Kaikoura Travel Blog› entry 80 of 206 › view all entries
This morning was very sad as I had to say goodbye to the final 3 of the group I have been traveling since I picked up the bus in Auckland. Lukas was flying to Auckland and then to Chile, Barry was flying home to Melbourne, and Paul was staying a night and then flying home to UK. Since the bus trip is only 3 more days to return, I assumed the people on the bus would be as reluctant as I to make short-lived friends but our small bus group got on immediatley and I didn't feel so bad.
We were heading up the coast to Kaikoura, and stopped along the way to see some seal colonies. We were snapping photos of one seal basking on top of a rock only to all be surprised when a closer camouflaged seal fidgeted a little and re-adjusted herself among the seaweed!
The weather when we reached Kaikoura was pretty murky so I didn't fancy swimming with seals in the southern water, or fishing.
I had my reservations about whale watching, after my experiences chasing whales in Rainbow beach. The tiny glimpse of a blow hole and the body arc seemed little renumeration for the $130 I would hand over but go I would anyway. As it was, it was money well spent. The boat itself was heaps of fun, the water was choppy but not so choppy as to set off my new-found propensity for travel sickness, and the 'take-off' off the waves was exhilarating, if induced a loss of stomach! We giggled and gasped our way 6 miles off the coastline, where we sunk an echolocation device to find the whales.

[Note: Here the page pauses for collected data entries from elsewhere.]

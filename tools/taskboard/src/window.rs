/// Output panel body height, shared with the layout budget.
pub const OUTPUT_WINDOW: i64 = 6;
pub const QUEUE_WINDOW: i64 = 3;

/// The most recent `max_count` items, oldest first. A non-positive count keeps
/// nothing; a count past the end keeps everything.
pub fn tail_window<T>(items: &[T], max_count: i64) -> &[T] {
    if max_count <= 0 {
        return &[];
    }
    let keep = usize::try_from(max_count).unwrap_or(usize::MAX).min(items.len());
    &items[items.len() - keep..]
}
pub fn compose_dashboard(state: &DisplayState, ctx: &RenderContext<'_>) -> Node {
    let columns = usize::from(ctx.geometry.columns);
    let plan = compute_layout(
        i64::from(ctx.geometry.rows),
        i64::from(ctx.geometry.columns),
        state.stories.len(),
    );
    let summary = ProgressSummary::from_stories(&state.stories);

    let mut rows = vec![header_line(state, ctx), progress_line(&summary, ctx)];
    if let Some(error) = &state.error {
        rows.push(Node::text(Line::from(vec![
            Span::styled("✗ ", ctx.theme.error),
            Span::styled(error.clone(), ctx.theme.error),
        ])));
    }
    let budget = usize::from(ctx.geometry.rows).saturating_sub(rows.len() + FOOTER_ROWS);
    let panels = PanelSet {
        state,
        ctx,
        plan: &plan,
        summary: &summary,
    };

    let body = if plan.use_vertical_fallback {
        panels.stack(
            &[
                PanelKind::CurrentStory,
                PanelKind::Stories,
                PanelKind::Output,
                PanelKind::Queue,
                PanelKind::Messages,
            ],
            budget,
            columns.saturating_sub(2),
        )
    } else {
        let left = columns * usize::from(WIDE_LEFT_PERCENT) / 100;
        Node::Columns(vec![
            Node::column(
                WIDE_LEFT_PERCENT,
                panels.stack(
                    &[PanelKind::CurrentStory, PanelKind::Stories],
                    budget,
                    left.saturating_sub(2),
                ),
            ),
            Node::column(
                100 - WIDE_LEFT_PERCENT,
                panels.stack(
                    &[PanelKind::Output, PanelKind::Queue, PanelKind::Messages],
                    budget,
                    columns.saturating_sub(left).saturating_sub(3),
                ),
            ),
        ])
    };

    rows.push(Node::fill(body));
    rows.push(agent_status_line(&state.agents, ctx, columns));
    rows.push(next_reset_line(&state.agents, ctx));
    Node::Stack(rows)
}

Kaikoura is so good for whale watching because just a few miles off the coastline the depth of the seafloor drops dramatically to create a sheltered underwater canyon.

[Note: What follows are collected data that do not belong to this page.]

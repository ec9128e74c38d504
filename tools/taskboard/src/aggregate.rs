use crate::types::{AgentState, Story};

#[derive(Debug, Clone, Copy, PartialEq, Eq)]
pub struct BarWidths {
    pub filled: usize,
    pub empty: usize,
}

#[derive(Debug, Clone, Copy, Default, PartialEq, Eq)]
pub struct ProgressSummary {
    pub completed: usize,
    pub blocked: usize,
    pub total: usize,
}

impl ProgressSummary {
    pub fn from_stories(stories: &[Story]) -> Self {
        Self {
            completed: stories.iter().filter(|story| story.passes).count(),
            blocked: stories
                .iter()
                .filter(|story| story.blocked && !story.passes)
                .count(),
            total: stories.len(),
        }
    }
}

fn completion_ratio(completed: usize, total: usize) -> f64 {
    if total == 0 {
        return 0.0;
    }
    completed.min(total) as f64 / total as f64
}

pub fn progress_percentage(completed: usize, total: usize) -> u8 {
    (completion_ratio(completed, total) * 100.0).round().clamp(0.0, 100.0) as u8
}

pub fn bar_widths(completed: usize, total: usize, bar_width: usize) -> BarWidths {
    let filled = ((completion_ratio(completed, total) * bar_width as f64).round() as usize)
        .min(bar_width);
    BarWidths {
        filled,
        empty: bar_width - filled,
    }
}

/// The rate-limited agent whose limit lifts first. Equal timestamps resolve to
/// the agent whose name sorts first, so the choice is stable across renders.
pub fn next_reset_agent(agents: &[AgentState]) -> Option<&AgentState> {
    agents
        .iter()
        .filter_map(|agent| match (agent.rate_limited, agent.resets_at_ms) {
            (true, Some(resets_at)) => Some((resets_at, agent)),
            _ => None,
        })
        .min_by(|(left_at, left), (right_at, right)| {
            left_at.cmp(right_at).then_with(|| left.name.cmp(&right.name))
        })
        .map(|(_, agent)| agent)
}

/// Whole seconds until `resets_at_ms`, rounded up and never negative.
pub fn reset_countdown_seconds(resets_at_ms: u64, now_ms: u64) -> u64 {
    resets_at_ms.saturating_sub(now_ms).div_ceil(1_000)
}

#[cfg(test)]
mod tests {
    use super::{
        bar_widths, next_reset_agent, progress_percentage, reset_countdown_seconds, BarWidths,
        ProgressSummary,
    };
    use crate::types::{AgentState, Story};

    fn limited(name: &str, resets_at_ms: Option<u64>) -> AgentState {
        AgentState {
            name: name.to_string(),
            display_name: name.to_uppercase(),
            active: false,
            rate_limited: true,
            resets_at_ms,
        }
    }

    #[test]
    fn percentage_stays_in_range() {
        for total in 0..30 {
            for completed in 0..=total {
                assert!(progress_percentage(completed, total) <= 100);
            }
        }
        assert_eq!(progress_percentage(3, 10), 30);
        assert_eq!(progress_percentage(0, 0), 0);
        assert_eq!(progress_percentage(12, 10), 100);
        assert_eq!(progress_percentage(1, 3), 33);
        assert_eq!(progress_percentage(2, 3), 67);
    }

    #[test]
    fn bar_segments_always_fill_the_width() {
        for width in 0..50 {
            for total in 0..12 {
                for completed in 0..=total + 2 {
                    let bar = bar_widths(completed, total, width);
                    assert_eq!(bar.filled + bar.empty, width);
                }
            }
        }
        assert_eq!(bar_widths(3, 10, 40), BarWidths { filled: 12, empty: 28 });
        assert_eq!(bar_widths(0, 0, 40), BarWidths { filled: 0, empty: 40 });
    }

    #[test]
    fn earliest_reset_wins() {
        let agents = vec![limited("a", Some(2_000)), limited("b", Some(1_000))];
        assert_eq!(next_reset_agent(&agents).map(|a| a.name.as_str()), Some("b"));
    }

    #[test]
    fn equal_resets_break_ties_by_name() {
        let agents = vec![limited("zeta", Some(1_000)), limited("alpha", Some(1_000))];
        assert_eq!(
            next_reset_agent(&agents).map(|a| a.name.as_str()),
            Some("alpha")
        );
    }

    #[test]
    fn agents_without_reset_or_limit_are_ignored() {
        let mut not_limited = limited("early", Some(10));
        not_limited.rate_limited = false;
        let agents = vec![not_limited, limited("unknown", None), limited("late", Some(99))];
        assert_eq!(
            next_reset_agent(&agents).map(|a| a.name.as_str()),
            Some("late")
        );
        assert!(next_reset_agent(&[limited("x", None)]).is_none());
    }

    #[test]
    fn countdown_rounds_up_and_saturates() {
        assert_eq!(reset_countdown_seconds(10_000, 0), 10);
        assert_eq!(reset_countdown_seconds(10_001, 0), 11);
        assert_eq!(reset_countdown_seconds(5_000, 9_000), 0);
    }

    #[test]
    fn summary_counts_blocked_only_when_unfinished() {
        let stories = vec![
            Story {
                id: "a".to_string(),
                passes: true,
                blocked: true,
                ..Story::default()
            },
            Story {
                id: "b".to_string(),
                blocked: true,
                ..Story::default()
            },
            Story {
                id: "c".to_string(),
                ..Story::default()
            },
        ];
        assert_eq!(
            ProgressSummary::from_stories(&stories),
            ProgressSummary {
                completed: 1,
                blocked: 1,
                total: 3
            }
        );
    }
}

The boats return to the place the whales were last seen and since all the regular males are tracked they know how long they have been down in the depths for and so can reasonably guess when the whales will return to the surface to breathe. They return at intervals of around 40 mins - 1 hour. Soon one of the boats had a sighting of a blow hole, and 3 passenger boats, the helicopters, and plane providing scenic flights, all rushed to the sight to allow us to ooh and ahh at the floating whale for about 5 minutes until finally the dorsal area was displayed indicating the whale was diving down again, and preparing us all for the all-important 'tail shot'.

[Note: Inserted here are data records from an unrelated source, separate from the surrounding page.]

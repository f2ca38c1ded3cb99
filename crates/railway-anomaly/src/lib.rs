//! # Railway Anomaly
//!
//! A closed taxonomy of error kinds layered on the railway kernel.
//!
//! Every kind carries a stable code, a unique type number, a message
//! template, a suggested HTTP status and the metadata needed to render an
//! RFC 7807 problem report. Kinds are grouped into seven families, each with
//! its own number block:
//!
//! ```text
//! 1xxx parameter      4xxx business_rule   7xxx invariant
//! 2xxx precondition   5xxx authorization
//! 3xxx postcondition  6xxx resource
//! ```
//!
//! On top of the taxonomy sit the error values ([`SystemError`] and
//! [`ValidationError`]), accumulation ([`AccumulatingResult`]), field
//! validators, contract checks and report rendering ([`ReportConfig`]).

pub mod accumulate;
pub mod config;
pub mod contracts;
pub mod error;
pub mod format;
pub mod kind;
pub mod problem;
pub mod system;
pub mod taxonomy;
pub mod validation_error;
pub mod validator;

pub use accumulate::AccumulatingResult;
pub use config::{ReportConfig, ValidationReportConfig};
pub use error::{AnomalyError, Fault};
pub use kind::{Category, ErrorKind, Family, KindDescriptor, Severity};
pub use problem::ProblemReport;
pub use system::{
    AuthorizationError, BusinessRuleError, InvariantError, KindError, ParameterError,
    PostconditionError, PreconditionError, ResourceError, SystemError,
};
pub use taxonomy::{
    AuthorizationErrorKind, BusinessRuleErrorKind, InvariantErrorKind, ParameterErrorKind,
    PostconditionErrorKind, PreconditionErrorKind, ResourceErrorKind, TaxonomyKind,
};
pub use validation_error::ValidationError;
pub use validator::{Field, ObjectValidator};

Back at the township I bought some more greenstone for myself in the shape of a taniwha (river demon), though they also call it something different - it has the head of a fish, a body of a man, and a tail of something else. I think the stories about taniwhas are wonderful, and my aunt tells me that a recent motorway near Huntley was diverted past a swamp that supposedly contains a taniwha.... After a dinner of warming soup and some cheese I enjoyed the first early night in bed with a book for a long time and a long and deep sleep.